Erlang style comments, starting with a '%', are allowed in grammar files.
Each declaration or rule ends with a dot (the character '.').
The grammar starts with an optional header section. The header is put first in the generated file, before the module declaration. The purpose of the header is to provide a means to make the documentation generated by EDoc look nicer. Each header line should be enclosed in double quotes, and newlines will be inserted between the lines. For example:
Header "%% Copyright (C)"
"%% @private"
"%% @Author John".
Next comes a declaration of the nonterminal categories to be used in the rules. For example:
Nonterminals sentence nounphrase verbphrase.
A non-terminal category can be used at the left hand side (= lhs, or head) of a grammar rule. It can also appear at the right hand side of rules.
Next comes a declaration of the terminal categories, which are the categories of tokens produced by the scanner. For example:
Terminals article adjective noun verb.
Terminal categories may only appear in the right hand sides (= rhs) of grammar rules.

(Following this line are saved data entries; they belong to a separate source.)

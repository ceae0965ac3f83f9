//! Protocol engine for the keel SSH client.
//!
//! This crate provides an SSH2 client engine:
//!
//! - **Transport** - version exchange, binary packet codec, key exchange, rekey
//! - **Authentication** - password and public-key user authentication
//! - **Connection** - multiplexed session channels for remote command execution
//! - **Trust** - OpenSSH known_hosts lookup and learning
//!
//! # Features
//!
//! - `ssh` (default) - SSH client support
//!
//! # Example
//!
//! ```rust,no_run
//! use keel_proto::ssh::{Config, SshClient};
//!
//! # async fn example() -> keel_platform::KeelResult<()> {
//! let client = SshClient::connect("example.com:22", Config::default()).await?;
//! client.authenticate_password("admin", "secret").await?;
//!
//! let output = client.exec("uname -a").await?;
//! println!("{} -> {}", output.status, String::from_utf8_lossy(&output.output));
//! # Ok(())
//! # }
//! ```
//!
//! # Security
//!
//! - Cryptography comes from vetted libraries (`ring`, `ed25519-dalek`, `rsa`, RustCrypto)
//! - Constant-time MAC verification
//! - Secret material is zeroized on drop with `zeroize`
//!
//! # References
//!
//! - [RFC 4251](https://datatracker.ietf.org/doc/html/rfc4251) - SSH Protocol Architecture
//! - [RFC 4252](https://datatracker.ietf.org/doc/html/rfc4252) - SSH Authentication Protocol
//! - [RFC 4253](https://datatracker.ietf.org/doc/html/rfc4253) - SSH Transport Layer Protocol
//! - [RFC 4254](https://datatracker.ietf.org/doc/html/rfc4254) - SSH Connection Protocol

#![warn(missing_docs)]
#![warn(rust_2018_idioms)]
#![forbid(unsafe_code)]

#[cfg(feature = "ssh")]
pub mod ssh;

Next comes a declaration of the rootsymbol, or start category of the grammar. For example:
Rootsymbol sentence.
This symbol should appear in the lhs of at least one grammar rule. This is the most general syntactic category which the parser ultimately will parse every input string into.
After the rootsymbol declaration comes an optional declaration of the end_of_input symbol that your scanner is expected to use. For example:
Endsymbol '$end'.
Next comes one or more declarations of operator precedences, if needed. These are used to resolve shift/reduce conflicts (see yacc documentation).
Examples of operator declarations:
Right 100 '='.
Nonassoc 200 '==' '=/='.
Left 300 '+'.
Left 400 '*'.
Unary 500 '-'.
These declarations mean that '=' is defined as a right associative binary operator with precedence 100, '==' and '=/=' are operators with no associativity, '+' and '*' are left associative binary operators, where '*' takes precedence over '+' (the normal case), and '-' is a unary operator of higher precedence than '*'. The fact that '==' has no associativity means that an expression like a == b == c is considered a syntax error.
Certain rules are assigned precedence: each rule gets its precedence from the last terminal symbol mentioned in the right hand side of the rule. It is also possible to declare precedence for non-terminals, "one level up". This is practical when an operator is overloaded (see also example 3 below).
Next come the grammar rules. Each rule has the general form
Left_hand_side -> Right_hand_side : Associated_code.
The left hand side is a non-terminal category. The right hand side is a sequence of one or more non-terminal or terminal symbols with spaces between. The associated code is a sequence of zero or more Erlang expressions (with commas ',' as separators). If the associated code is empty, the separating colon ':' is also omitted. A final dot marks the end of the rule.
Symbols such as '{', '.', etc., have to be enclosed in single quotes when used as terminal or non-terminal symbols in grammar rules. The use of the symbols '$empty', '$end', and '$undefined' should be avoided.
The last part of the grammar file is an optional section with Erlang code (= function definitions) which is included 'as is' in the resulting parser file. This section must start with the pseudo declaration, or key words
Erlang code.
No syntax rule definitions or other declarations may follow this section. To avoid conflicts with internal variables, do not use variable names beginning with two underscore characters ('__') in the Erlang code in this section, or in the code associated with the individual syntax rules.
The optional expect declaration can be placed anywhere before the last optional section with Erlang code. It is used for suppressing the warning about conflicts that is ordinarily given if the grammar is ambiguous. An example:
Expect 2.
The warning is given if the number of shift/reduce conflicts differs from 2, or if there are reduce/reduce conflicts.